EXERCISE DESCRIPTION »
The reply should hold every record, copied exactly.

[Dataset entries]
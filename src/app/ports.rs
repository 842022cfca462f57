//! Port traits — the hexagonal boundary between domain logic and the outside world.
//!
//! ```text
//!   Adapter ──▶ Port trait ──▶ ClockService (domain)
//! ```
//!
//! Driven adapters (displays, pub/sub transport, bell endpoint, chime,
//! wall clock) implement these traits. The
//! [`ClockService`](super::service::ClockService) consumes them via
//! generics, so the domain core never touches hardware directly.

use chrono::NaiveDateTime;

use crate::error::CommsError;

// ───────────────────────────────────────────────────────────────
// Display ports (domain → hardware)
// ───────────────────────────────────────────────────────────────

/// The 4-digit 7-segment time display.
pub trait SegmentDisplayPort {
    /// Show four digits, most significant first. Values 0–9; anything
    /// else renders blank.
    fn show_digits(&mut self, digits: [u8; 4]);

    /// Turn the centre colon on or off.
    fn set_colon(&mut self, on: bool);

    /// Blank the display.
    fn clear(&mut self);
}

/// The 2-line fixed-width character display.
pub trait TextDisplayPort {
    /// Write a full line (row 0 or 1). Implementations pad or truncate
    /// to the physical width.
    fn write_line(&mut self, row: u8, text: &str);

    /// Blank both lines.
    fn clear(&mut self);
}

// ───────────────────────────────────────────────────────────────
// Network ports (domain → transport)
// ───────────────────────────────────────────────────────────────

/// Outbound half of the pub/sub channel. Topics are relative to the
/// configured root; the adapter prepends it.
pub trait PublishPort {
    fn publish(&mut self, topic: &str, payload: &str, retain: bool) -> Result<(), CommsError>;
}

/// The remote bell endpoint — one GET, response body of no interest.
pub trait BellPort {
    fn ring(&mut self) -> Result<(), CommsError>;
}

// ───────────────────────────────────────────────────────────────
// Chime port (domain → detached side effect)
// ───────────────────────────────────────────────────────────────

/// Quarter-hour chime trigger. Implementations MUST return immediately
/// (detached thread or task) and swallow their own failures — the
/// presentation loop never waits on a chime.
pub trait ChimePort {
    fn strike(&mut self, channel: u8, hour: u8, minute: u8);
}

// ───────────────────────────────────────────────────────────────
// Clock port (wall-clock time source)
// ───────────────────────────────────────────────────────────────

/// Local wall-clock time. Injected so tests can simulate the clock.
pub trait ClockPort {
    fn now(&self) -> NaiveDateTime;
}

// ───────────────────────────────────────────────────────────────
// Event sink port (domain → logging / telemetry)
// ───────────────────────────────────────────────────────────────

/// The domain emits structured [`AppEvent`](super::events::AppEvent)s
/// through this port. Adapters decide where they go (serial log, a
/// diagnostics topic, etc.).
pub trait EventSink {
    fn emit(&mut self, event: &super::events::AppEvent);
}
//! Wall-clock adapter.
//!
//! Local time from the system clock, which on the ESP-IDF target is set
//! by SNTP (with the TZ environment giving local offset). Host builds
//! read the machine clock directly, so simulation behaves the same.

use chrono::{Local, NaiveDateTime};

use crate::app::ports::ClockPort;

/// [`ClockPort`] over the system clock.
pub struct SystemClock;

impl SystemClock {
    pub fn new() -> Self {
        Self
    }
}

impl Default for SystemClock {
    fn default() -> Self {
        Self::new()
    }
}

impl ClockPort for SystemClock {
    fn now(&self) -> NaiveDateTime {
        Local::now().naive_local()
    }
}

WORKED SOLUTION »
filename src/app/ports.rs
repository 842022cfca462f57
//! Port traits — the hexagonal boundary between domain logic and the outside world.
//!
//! ```text
//!   Adapter ──▶ Port trait ──▶ ClockService (domain)
//! ```
//!
//! Driven adapters (displays, pub/sub transport, bell endpoint, chime,
//! wall clock) implement these traits. The
//! [`ClockService`](super::service::ClockService) consumes them via
//! generics, so the domain core never touches hardware directly.

use chrono::NaiveDateTime;

use crate::error::CommsError;

// ───────────────────────────────────────────────────────────────
// Display ports (domain → hardware)
// ───────────────────────────────────────────────────────────────

/// The 4-digit 7-segment time display.
pub trait SegmentDisplayPort {
    /// Show four digits, most significant first. Values 0–9; anything
    /// else renders blank.
    fn show_digits(&mut self, digits: [u8; 4]);

    /// Turn the centre colon on or off.
    fn set_colon(&mut self, on: bool);

    /// Blank the display.
    fn clear(&mut self);
}

/// The 2-line fixed-width character display.
pub trait TextDisplayPort {
    /// Write a full line (row 0 or 1). Implementations pad or truncate
    /// to the physical width.
    fn write_line(&mut self, row: u8, text: &str);

    /// Blank both lines.
    fn clear(&mut self);
}

// ───────────────────────────────────────────────────────────────
// Network ports (domain → transport)
// ───────────────────────────────────────────────────────────────

/// Outbound half of the pub/sub channel. Topics are relative to the
/// configured root; the adapter prepends it.
pub trait PublishPort {
    fn publish(&mut self, topic: &str, payload: &str, retain: bool) -> Result<(), CommsError>;
}

/// The remote bell endpoint — one GET, response body of no interest.
pub trait BellPort {
    fn ring(&mut self) -> Result<(), CommsError>;
}

// ───────────────────────────────────────────────────────────────
// Chime port (domain → detached side effect)
// ───────────────────────────────────────────────────────────────

/// Quarter-hour chime trigger. Implementations MUST return immediately
/// (detached thread or task) and swallow their own failures — the
/// presentation loop never waits on a chime.
pub trait ChimePort {
    fn strike(&mut self, channel: u8, hour: u8, minute: u8);
}

// ───────────────────────────────────────────────────────────────
// Clock port (wall-clock time source)
// ───────────────────────────────────────────────────────────────

/// Local wall-clock time. Injected so tests can simulate the clock.
pub trait ClockPort {
    fn now(&self) -> NaiveDateTime;
}

// ───────────────────────────────────────────────────────────────
// Event sink port (domain → logging / telemetry)
// ───────────────────────────────────────────────────────────────

/// The domain emits structured [`AppEvent`](super::events::AppEvent)s
/// through this port. Adapters decide where they go (serial log, a
/// diagnostics topic, etc.).
pub trait EventSink {
    fn emit(&mut self, event: &super::events::AppEvent);
}
//! Wall-clock adapter.
//!
//! Local time from the system clock, which on the ESP-IDF target is set
//! by SNTP (with the TZ environment giving local offset). Host builds
//! read the machine clock directly, so simulation behaves the same.

use chrono::{Local, NaiveDateTime};

use crate::app::ports::ClockPort;

/// [`ClockPort`] over the system clock.
pub struct SystemClock;

impl SystemClock {
    pub fn new() -> Self {
        Self
    }
}

impl Default for SystemClock {
    fn default() -> Self {
        Self::new()
    }
}

impl ClockPort for SystemClock {
    fn now(&self) -> NaiveDateTime {
        Local::now().naive_local()
    }
}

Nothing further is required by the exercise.